In the worst case, we could see clashes between armed law enforcement officials at different levels of government, each regarding themselves duty-bound to enforce their respective understandings of the Constitution. Wide swaths of the country would likely thumb their noses at the central authorities — and get away with it.
In addition to open civil disobedience, new technology also increases the capacity for quiet noncompliance, at least with respect to magazine capacity restrictions. 3D printing enthusiasts are already developing plans that allow people to create their own 30-round magazines at home. The designs are still rough, but will almost certainly improve when thousands of motivated hobbyists turn their minds to this challenge.
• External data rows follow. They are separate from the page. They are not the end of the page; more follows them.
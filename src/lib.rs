//! Svelte Language Server implementation.

use std::path::PathBuf;
use std::sync::{Arc, OnceLock};

use tower_lsp::jsonrpc::Result;
use tower_lsp::lsp_types::*;
use tower_lsp::{Client, LanguageServer, LspService};

pub mod document;
pub mod error;
pub mod host;
pub mod lsp;
pub mod mapping;
pub mod plugins;
pub mod settings;

pub use document::{Document, DocumentManager, LineIndex};
pub use error::Error;
pub use host::{ExecuteMode, PluginHost};
pub use settings::{discover_settings, load_settings, ConfigManager, ConfigPatch, LsConfig};

use host::{wrap_fragment_provider, StyleSelector};
use lsp::DiagnosticsScheduler;
use plugins::{script_provider, CssProvider, SvelteProvider};

/// Name of the custom request that returns the closing tag for a just-typed
/// opening tag.
pub const TAG_COMPLETE_METHOD: &str = "svelte/tagComplete";

/// Register the markup, style, and script providers, in that order.
pub fn register_default_providers(host: &PluginHost) {
    host.register(Arc::new(SvelteProvider::new(Arc::clone(host.config()))));
    host.register(wrap_fragment_provider(CssProvider::new(), StyleSelector));
    host.register(script_provider());
}

/// A host with fresh document and config stores and the default providers.
pub fn create_host(config: LsConfig) -> Arc<PluginHost> {
    let host = PluginHost::new(
        Arc::new(DocumentManager::new()),
        Arc::new(ConfigManager::new(config)),
    );
    register_default_providers(&host);
    Arc::new(host)
}

pub struct Backend {
    client: Client,
    host: Arc<PluginHost>,
    diagnostics: DiagnosticsScheduler,
    workspace_root: OnceLock<PathBuf>,
}

impl Backend {
    pub(crate) fn new(client: Client) -> Self {
        let host = create_host(LsConfig::default());
        Self {
            diagnostics: DiagnosticsScheduler::new(client.clone(), Arc::clone(&host)),
            client,
            host,
            workspace_root: OnceLock::new(),
        }
    }

    fn documents(&self) -> &DocumentManager {
        self.host.documents()
    }

    fn apply_client_settings(&self, settings: serde_json::Value) {
        match ConfigPatch::from_client_settings(settings) {
            Ok(patch) => self.host.config().update(&patch),
            Err(error) => tracing::warn!(%error, "ignoring client settings"),
        }
    }

    /// Handler for `svelte/tagComplete`.
    async fn tag_complete(&self, params: TextDocumentPositionParams) -> Result<Option<String>> {
        Ok(self
            .host
            .tag_complete(&params.text_document.uri, params.position)
            .await?)
    }
}

#[tower_lsp::async_trait]
impl LanguageServer for Backend {
    async fn initialize(&self, params: InitializeParams) -> Result<InitializeResult> {
        // Extract workspace root from params
        let workspace_root = params
            .workspace_folders
            .as_ref()
            .and_then(|folders| folders.first())
            .and_then(|f| f.uri.to_file_path().ok())
            .or_else(|| {
                #[allow(deprecated)]
                params.root_uri.as_ref()?.to_file_path().ok()
            });

        if let Some(root) = workspace_root {
            let _ = self.workspace_root.set(root.clone());

            // Discover settings by walking up the directory tree
            let (settings, settings_dir) = settings::discover_settings(&root);
            tracing::debug!(dir = %settings_dir.display(), "loaded workspace settings");
            self.host.config().update(&settings);
        }

        if let Some(options) = params.initialization_options {
            self.apply_client_settings(options);
        }

        Ok(InitializeResult {
            capabilities: lsp::server_capabilities(),
            server_info: Some(ServerInfo {
                name: env!("CARGO_PKG_NAME").to_string(),
                version: Some(env!("CARGO_PKG_VERSION").to_string()),
            }),
        })
    }

    async fn initialized(&self, _: InitializedParams) {
        self.client
            .log_message(MessageType::INFO, "Svelte language server initialized")
            .await;
    }

    async fn shutdown(&self) -> Result<()> {
        Ok(())
    }

    async fn did_open(&self, params: DidOpenTextDocumentParams) {
        let item = params.text_document;
        self.documents()
            .open_client_document(item.uri.clone(), item.text, item.version, &item.language_id);
        self.diagnostics.schedule(item.uri);
    }

    async fn did_change(&self, params: DidChangeTextDocumentParams) {
        let uri = params.text_document.uri;
        match self
            .documents()
            .update(&uri, &params.content_changes, params.text_document.version)
        {
            Ok(_) => self.diagnostics.schedule(uri),
            Err(error) => tracing::warn!(%error, "change for unknown document"),
        }
    }

    async fn did_close(&self, params: DidCloseTextDocumentParams) {
        let uri = params.text_document.uri;
        if let Err(error) = self.documents().close(&uri) {
            tracing::warn!(%error, "close for unknown document");
        }
        self.diagnostics.clear(uri).await;
    }

    async fn did_change_configuration(&self, params: DidChangeConfigurationParams) {
        self.apply_client_settings(params.settings);
        self.diagnostics.schedule_all();
    }

    async fn did_change_watched_files(&self, params: DidChangeWatchedFilesParams) {
        let mut changes = Vec::with_capacity(params.changes.len());
        for change in params.changes {
            let opened = self
                .documents()
                .get(&change.uri)
                .is_ok_and(|document| document.opened_by_client());
            // The editor buffer wins over disk for documents it has open.
            if change.typ == FileChangeType::DELETED && !opened {
                self.documents().release(&change.uri);
            }
            if change.typ == FileChangeType::CHANGED && opened {
                continue;
            }
            changes.push(change);
        }
        if !changes.is_empty() {
            self.host.watched_files_changed(changes).await;
        }
    }

    async fn hover(&self, params: HoverParams) -> Result<Option<Hover>> {
        let uri = &params.text_document_position_params.text_document.uri;
        let position = params.text_document_position_params.position;
        Ok(self.host.hover(uri, position).await?)
    }

    async fn completion(&self, params: CompletionParams) -> Result<Option<CompletionResponse>> {
        let uri = &params.text_document_position.text_document.uri;
        let position = params.text_document_position.position;
        let trigger = params.context.and_then(|c| c.trigger_character);
        let list = self.host.completions(uri, position, trigger).await?;
        Ok(Some(CompletionResponse::List(list)))
    }

    async fn formatting(&self, params: DocumentFormattingParams) -> Result<Option<Vec<TextEdit>>> {
        let edits = self
            .host
            .format(&params.text_document.uri, params.options)
            .await?;
        Ok(Some(edits))
    }

    async fn document_color(&self, params: DocumentColorParams) -> Result<Vec<ColorInformation>> {
        Ok(self.host.document_colors(&params.text_document.uri).await?)
    }

    async fn color_presentation(
        &self,
        params: ColorPresentationParams,
    ) -> Result<Vec<ColorPresentation>> {
        Ok(self
            .host
            .color_presentations(&params.text_document.uri, params.range, params.color)
            .await?)
    }

    async fn document_symbol(
        &self,
        params: DocumentSymbolParams,
    ) -> Result<Option<DocumentSymbolResponse>> {
        let symbols = self.host.document_symbols(&params.text_document.uri).await?;
        Ok(Some(DocumentSymbolResponse::Flat(symbols)))
    }

    async fn goto_definition(
        &self,
        params: GotoDefinitionParams,
    ) -> Result<Option<GotoDefinitionResponse>> {
        let uri = &params.text_document_position_params.text_document.uri;
        let position = params.text_document_position_params.position;
        let links = self.host.definitions(uri, position).await?;
        Ok((!links.is_empty()).then_some(GotoDefinitionResponse::Link(links)))
    }

    async fn code_action(&self, params: CodeActionParams) -> Result<Option<CodeActionResponse>> {
        let actions = self
            .host
            .code_actions(&params.text_document.uri, params.range, params.context)
            .await?;
        Ok(Some(
            actions
                .into_iter()
                .map(CodeActionOrCommand::CodeAction)
                .collect(),
        ))
    }

    async fn folding_range(&self, params: FoldingRangeParams) -> Result<Option<Vec<FoldingRange>>> {
        Ok(Some(self.host.folding_ranges(&params.text_document.uri).await?))
    }

    async fn selection_range(
        &self,
        params: SelectionRangeParams,
    ) -> Result<Option<Vec<SelectionRange>>> {
        let ranges = self
            .host
            .selection_ranges(&params.text_document.uri, params.positions)
            .await?;
        Ok(Some(ranges))
    }
}

pub fn create_service() -> (LspService<Backend>, tower_lsp::ClientSocket) {
    LspService::build(Backend::new)
        .custom_method(TAG_COMPLETE_METHOD, Backend::tag_complete)
        .finish()
}

#[cfg(test)]
mod tests {
    use super::*;

    #[test]
    fn service_can_be_created() {
        let (_service, _socket) = create_service();
    }

    #[tokio::test]
    async fn default_providers_answer_in_every_region() {
        let host = create_host(LsConfig::default());
        let uri = Url::parse("file:///App.svelte").unwrap();
        host.documents().open_client_document(
            uri.clone(),
            "<script>\n  let count = 0;\n</script>\n{#if count}\n<p>{count}</p>\n{/if}\n<style>\n  p { color: red; }\n</style>\n"
                .into(),
            1,
            "svelte",
        );

        let marker = host.hover(&uri, Position::new(3, 2)).await.unwrap();
        assert!(marker.is_some());
        let property = host.hover(&uri, Position::new(7, 8)).await.unwrap();
        assert!(property.is_some());
        let declaration = host.hover(&uri, Position::new(1, 8)).await.unwrap();
        assert!(declaration.is_some());
    }
}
Even if the government outlaws the dissemination of the design data and/or possession of such home-built magazines, an underground market will likely still thrive, just as there is already a thriving underground market in pirated software and music.
Once such unenforceable laws are on the books, there are serious negative consequences, including:
1) Selective enforcement
The federal authorities may try to make an example of a few high-profile cases, but that will probably anger the other gun owners more, rather than cow them. (For more on the problems of proliferation of laws which prosecutors can then selectively enforce, see this paper by law professor Glenn Reynolds.)
2) Diversion of limited police resources from real crimes
This is just another example of Charles de Montesquieu’s adage: “Useless laws weaken necessary laws.”
3) Increasing contempt by otherwise honest citizens for the central government
As Reynolds noted in a separate USA Today piece, Americans are increasingly mistrustful of the government. New gun laws would worsen this problem.
No one can know exactly how this will play out. This will depend on how strongly the central authorities wish to enforce the law in the teeth of the defiance, and how committed gun-rights supporters are to sustained civil disobedience. If history is any guide, violence is not out of the question, even if cooler heads on both sides do not wish it. New gun laws could be the political equivalent of a spark thrown onto dry tinder.
According to Politico, gun control is the most divisive issue separating the two major political parties. Passing the law would accelerate the already growing polarization of America.
During Obama’s first term, many on the Left who were frustrated by their inability to fully impose their political agendas repeatedly invoked the mantra that America was “ungovernable.” If the president’s gun-control proposals become law, they haven’t seen anything yet.